◆ REQUIREMENT: Using the data below, find how many lines include the word "BoxLlmProvider" and report that figure alone.

++++ DATA ++++

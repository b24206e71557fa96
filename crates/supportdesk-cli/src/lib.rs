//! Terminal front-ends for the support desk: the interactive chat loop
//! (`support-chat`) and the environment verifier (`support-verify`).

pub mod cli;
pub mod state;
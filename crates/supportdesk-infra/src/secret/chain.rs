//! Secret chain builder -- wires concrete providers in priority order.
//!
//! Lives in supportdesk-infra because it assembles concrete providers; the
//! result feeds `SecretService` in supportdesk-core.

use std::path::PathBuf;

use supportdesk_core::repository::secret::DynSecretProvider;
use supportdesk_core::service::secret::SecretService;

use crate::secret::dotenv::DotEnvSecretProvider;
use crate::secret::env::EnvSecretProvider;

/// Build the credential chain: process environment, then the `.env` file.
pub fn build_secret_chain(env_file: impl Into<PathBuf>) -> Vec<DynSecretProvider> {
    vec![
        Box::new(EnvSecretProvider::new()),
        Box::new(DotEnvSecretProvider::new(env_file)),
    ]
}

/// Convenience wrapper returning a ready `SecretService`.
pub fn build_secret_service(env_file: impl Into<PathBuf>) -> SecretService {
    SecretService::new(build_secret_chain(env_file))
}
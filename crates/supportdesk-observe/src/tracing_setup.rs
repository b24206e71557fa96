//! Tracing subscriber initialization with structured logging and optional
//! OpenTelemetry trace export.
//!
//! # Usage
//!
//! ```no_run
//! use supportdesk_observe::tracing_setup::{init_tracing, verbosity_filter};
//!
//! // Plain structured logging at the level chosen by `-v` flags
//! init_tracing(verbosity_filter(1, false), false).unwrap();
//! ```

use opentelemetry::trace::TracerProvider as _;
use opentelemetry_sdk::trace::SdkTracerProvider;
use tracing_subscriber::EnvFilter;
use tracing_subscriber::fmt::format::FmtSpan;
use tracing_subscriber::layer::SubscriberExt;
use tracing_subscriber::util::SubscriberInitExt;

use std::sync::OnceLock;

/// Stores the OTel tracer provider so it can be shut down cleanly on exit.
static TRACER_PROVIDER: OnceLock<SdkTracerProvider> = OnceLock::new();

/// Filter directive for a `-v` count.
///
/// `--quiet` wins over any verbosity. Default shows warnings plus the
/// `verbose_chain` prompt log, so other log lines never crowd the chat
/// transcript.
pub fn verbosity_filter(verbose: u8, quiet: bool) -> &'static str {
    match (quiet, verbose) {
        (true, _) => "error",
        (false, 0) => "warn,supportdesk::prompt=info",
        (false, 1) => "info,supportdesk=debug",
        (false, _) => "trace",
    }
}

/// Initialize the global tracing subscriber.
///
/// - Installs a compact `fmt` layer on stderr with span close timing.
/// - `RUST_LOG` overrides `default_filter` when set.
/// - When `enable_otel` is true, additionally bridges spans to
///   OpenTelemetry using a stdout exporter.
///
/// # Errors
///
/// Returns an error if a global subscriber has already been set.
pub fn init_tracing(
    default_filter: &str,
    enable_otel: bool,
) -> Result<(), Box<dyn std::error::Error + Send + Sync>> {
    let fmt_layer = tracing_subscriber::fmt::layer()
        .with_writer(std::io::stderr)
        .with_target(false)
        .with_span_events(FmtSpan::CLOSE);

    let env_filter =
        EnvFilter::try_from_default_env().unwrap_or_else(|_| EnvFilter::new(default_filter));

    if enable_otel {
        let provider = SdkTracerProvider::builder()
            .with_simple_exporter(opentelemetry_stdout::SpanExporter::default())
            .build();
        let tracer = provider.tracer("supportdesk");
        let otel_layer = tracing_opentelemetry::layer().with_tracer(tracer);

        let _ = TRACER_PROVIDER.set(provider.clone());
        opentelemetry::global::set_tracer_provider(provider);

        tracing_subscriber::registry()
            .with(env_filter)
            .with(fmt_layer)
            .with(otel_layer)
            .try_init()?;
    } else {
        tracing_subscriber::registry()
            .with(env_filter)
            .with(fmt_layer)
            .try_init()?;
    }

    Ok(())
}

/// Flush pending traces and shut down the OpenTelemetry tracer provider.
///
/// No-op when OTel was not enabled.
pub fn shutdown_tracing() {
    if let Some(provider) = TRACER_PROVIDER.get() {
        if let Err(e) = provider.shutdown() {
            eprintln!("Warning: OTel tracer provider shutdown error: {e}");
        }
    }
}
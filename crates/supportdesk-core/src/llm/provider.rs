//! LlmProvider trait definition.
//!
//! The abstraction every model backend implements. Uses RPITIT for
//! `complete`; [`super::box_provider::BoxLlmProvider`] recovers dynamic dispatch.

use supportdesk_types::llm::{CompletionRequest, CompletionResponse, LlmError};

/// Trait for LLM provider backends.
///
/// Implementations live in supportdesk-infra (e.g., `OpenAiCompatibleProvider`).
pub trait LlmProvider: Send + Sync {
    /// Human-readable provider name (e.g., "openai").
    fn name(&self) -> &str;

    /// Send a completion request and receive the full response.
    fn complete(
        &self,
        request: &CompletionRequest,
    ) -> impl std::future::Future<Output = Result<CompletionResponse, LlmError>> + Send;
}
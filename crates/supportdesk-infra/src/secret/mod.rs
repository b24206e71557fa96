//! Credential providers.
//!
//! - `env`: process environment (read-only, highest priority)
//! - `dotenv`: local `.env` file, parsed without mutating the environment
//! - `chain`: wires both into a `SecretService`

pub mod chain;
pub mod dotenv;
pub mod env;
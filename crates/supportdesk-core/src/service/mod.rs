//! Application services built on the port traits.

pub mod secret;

++++
++++ DATA ++++

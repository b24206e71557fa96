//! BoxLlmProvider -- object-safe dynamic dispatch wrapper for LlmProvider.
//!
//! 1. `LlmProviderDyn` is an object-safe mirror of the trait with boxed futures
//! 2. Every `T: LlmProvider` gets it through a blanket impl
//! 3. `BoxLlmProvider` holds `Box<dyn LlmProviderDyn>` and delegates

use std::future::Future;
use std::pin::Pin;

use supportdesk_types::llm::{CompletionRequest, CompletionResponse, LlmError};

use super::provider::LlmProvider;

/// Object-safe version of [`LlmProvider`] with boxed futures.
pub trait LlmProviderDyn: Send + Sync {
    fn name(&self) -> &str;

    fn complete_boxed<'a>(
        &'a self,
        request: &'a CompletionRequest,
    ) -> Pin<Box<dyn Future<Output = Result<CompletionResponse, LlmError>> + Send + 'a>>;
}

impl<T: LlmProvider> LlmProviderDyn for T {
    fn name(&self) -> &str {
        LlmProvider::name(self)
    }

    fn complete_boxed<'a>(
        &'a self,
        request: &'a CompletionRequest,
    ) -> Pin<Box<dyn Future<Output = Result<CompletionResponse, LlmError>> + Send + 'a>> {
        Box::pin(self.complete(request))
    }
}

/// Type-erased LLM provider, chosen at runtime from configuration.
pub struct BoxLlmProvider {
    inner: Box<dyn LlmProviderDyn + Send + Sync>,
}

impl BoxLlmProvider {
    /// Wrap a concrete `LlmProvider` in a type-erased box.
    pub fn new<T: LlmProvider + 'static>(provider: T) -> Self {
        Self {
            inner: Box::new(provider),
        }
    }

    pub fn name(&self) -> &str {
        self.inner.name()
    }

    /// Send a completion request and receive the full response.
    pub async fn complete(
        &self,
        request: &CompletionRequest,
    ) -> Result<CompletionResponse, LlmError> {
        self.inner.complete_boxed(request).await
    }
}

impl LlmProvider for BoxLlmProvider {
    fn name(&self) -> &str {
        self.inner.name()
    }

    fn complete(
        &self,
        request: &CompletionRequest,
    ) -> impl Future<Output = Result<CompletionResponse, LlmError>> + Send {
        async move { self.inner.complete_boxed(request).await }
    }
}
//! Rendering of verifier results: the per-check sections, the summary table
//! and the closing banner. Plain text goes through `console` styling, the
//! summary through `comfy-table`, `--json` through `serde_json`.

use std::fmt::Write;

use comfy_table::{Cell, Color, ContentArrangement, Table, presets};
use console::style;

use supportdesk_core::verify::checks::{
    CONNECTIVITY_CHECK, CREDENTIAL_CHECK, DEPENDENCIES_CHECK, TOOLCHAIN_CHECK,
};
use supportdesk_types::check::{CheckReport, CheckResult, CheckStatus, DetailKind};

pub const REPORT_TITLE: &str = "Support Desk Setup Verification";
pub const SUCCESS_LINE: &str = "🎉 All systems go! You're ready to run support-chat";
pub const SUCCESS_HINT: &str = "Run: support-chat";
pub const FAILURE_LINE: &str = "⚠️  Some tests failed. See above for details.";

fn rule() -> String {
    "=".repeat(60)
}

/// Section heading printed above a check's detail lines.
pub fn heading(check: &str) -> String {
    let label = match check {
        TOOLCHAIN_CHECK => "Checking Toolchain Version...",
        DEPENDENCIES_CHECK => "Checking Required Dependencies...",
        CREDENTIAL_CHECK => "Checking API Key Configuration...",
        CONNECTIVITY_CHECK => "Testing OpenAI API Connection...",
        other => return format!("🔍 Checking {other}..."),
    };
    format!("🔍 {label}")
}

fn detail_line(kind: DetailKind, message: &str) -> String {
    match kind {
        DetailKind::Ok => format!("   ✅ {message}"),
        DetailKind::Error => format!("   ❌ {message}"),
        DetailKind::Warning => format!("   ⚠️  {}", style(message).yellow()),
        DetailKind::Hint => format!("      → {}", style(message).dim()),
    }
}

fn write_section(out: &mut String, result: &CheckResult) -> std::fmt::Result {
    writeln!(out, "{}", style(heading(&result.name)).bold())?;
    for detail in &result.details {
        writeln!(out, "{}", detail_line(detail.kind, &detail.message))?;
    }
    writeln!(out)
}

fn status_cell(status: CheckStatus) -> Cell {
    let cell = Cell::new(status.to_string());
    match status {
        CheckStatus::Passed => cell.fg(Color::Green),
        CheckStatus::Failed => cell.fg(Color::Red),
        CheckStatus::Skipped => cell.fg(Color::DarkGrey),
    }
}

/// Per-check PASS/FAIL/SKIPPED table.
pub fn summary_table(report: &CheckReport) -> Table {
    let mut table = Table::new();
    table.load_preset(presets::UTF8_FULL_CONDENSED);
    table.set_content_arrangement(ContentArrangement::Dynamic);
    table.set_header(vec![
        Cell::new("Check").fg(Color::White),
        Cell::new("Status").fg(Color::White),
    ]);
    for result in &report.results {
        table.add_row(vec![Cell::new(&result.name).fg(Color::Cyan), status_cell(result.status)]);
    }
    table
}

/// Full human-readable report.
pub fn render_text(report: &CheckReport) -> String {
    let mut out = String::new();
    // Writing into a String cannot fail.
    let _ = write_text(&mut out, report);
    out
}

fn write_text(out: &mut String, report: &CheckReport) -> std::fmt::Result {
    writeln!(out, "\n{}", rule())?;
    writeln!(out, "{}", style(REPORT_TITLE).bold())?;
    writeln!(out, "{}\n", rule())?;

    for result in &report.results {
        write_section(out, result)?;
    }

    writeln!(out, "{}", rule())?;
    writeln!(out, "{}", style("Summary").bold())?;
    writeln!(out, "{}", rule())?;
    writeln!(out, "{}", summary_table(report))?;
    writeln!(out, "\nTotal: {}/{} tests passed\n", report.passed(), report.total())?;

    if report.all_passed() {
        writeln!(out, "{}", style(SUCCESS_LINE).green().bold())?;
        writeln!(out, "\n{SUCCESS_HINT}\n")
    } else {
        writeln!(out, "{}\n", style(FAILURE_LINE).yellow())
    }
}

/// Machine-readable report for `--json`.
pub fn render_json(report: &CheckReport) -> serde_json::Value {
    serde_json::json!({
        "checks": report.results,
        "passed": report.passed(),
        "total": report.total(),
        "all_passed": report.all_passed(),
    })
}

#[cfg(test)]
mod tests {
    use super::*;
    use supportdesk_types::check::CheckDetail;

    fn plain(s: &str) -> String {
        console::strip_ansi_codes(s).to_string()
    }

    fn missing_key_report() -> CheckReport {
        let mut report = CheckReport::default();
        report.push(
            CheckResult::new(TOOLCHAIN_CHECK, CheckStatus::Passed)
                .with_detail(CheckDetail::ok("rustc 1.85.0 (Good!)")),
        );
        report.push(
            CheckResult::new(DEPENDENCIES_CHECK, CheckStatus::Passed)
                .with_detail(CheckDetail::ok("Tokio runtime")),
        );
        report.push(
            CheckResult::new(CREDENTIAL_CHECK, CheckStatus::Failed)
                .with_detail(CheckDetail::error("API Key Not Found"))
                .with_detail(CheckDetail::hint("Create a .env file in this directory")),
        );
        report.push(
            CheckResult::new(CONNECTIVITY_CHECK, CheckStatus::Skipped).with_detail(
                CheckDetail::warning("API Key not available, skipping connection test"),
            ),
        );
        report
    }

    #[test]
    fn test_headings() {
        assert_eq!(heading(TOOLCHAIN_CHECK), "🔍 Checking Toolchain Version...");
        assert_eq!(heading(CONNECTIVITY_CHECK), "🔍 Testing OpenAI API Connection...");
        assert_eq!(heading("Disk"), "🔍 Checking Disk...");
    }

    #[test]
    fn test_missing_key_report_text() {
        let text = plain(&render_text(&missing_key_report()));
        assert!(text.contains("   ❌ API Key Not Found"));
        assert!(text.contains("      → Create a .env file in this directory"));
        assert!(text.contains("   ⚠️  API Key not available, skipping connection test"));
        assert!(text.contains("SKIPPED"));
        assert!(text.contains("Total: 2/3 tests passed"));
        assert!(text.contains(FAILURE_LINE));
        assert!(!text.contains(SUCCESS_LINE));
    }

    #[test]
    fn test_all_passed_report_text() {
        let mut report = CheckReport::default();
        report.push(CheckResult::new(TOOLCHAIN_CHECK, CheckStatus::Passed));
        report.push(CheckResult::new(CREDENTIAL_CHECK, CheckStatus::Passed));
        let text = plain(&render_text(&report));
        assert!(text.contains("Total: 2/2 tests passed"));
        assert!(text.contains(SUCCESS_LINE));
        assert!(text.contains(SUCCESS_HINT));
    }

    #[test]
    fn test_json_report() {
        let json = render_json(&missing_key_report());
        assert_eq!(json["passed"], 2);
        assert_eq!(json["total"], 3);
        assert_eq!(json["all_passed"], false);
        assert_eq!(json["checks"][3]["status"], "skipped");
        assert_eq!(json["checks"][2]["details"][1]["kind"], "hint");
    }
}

++++

◆ EXERCISE RESPONSE: 6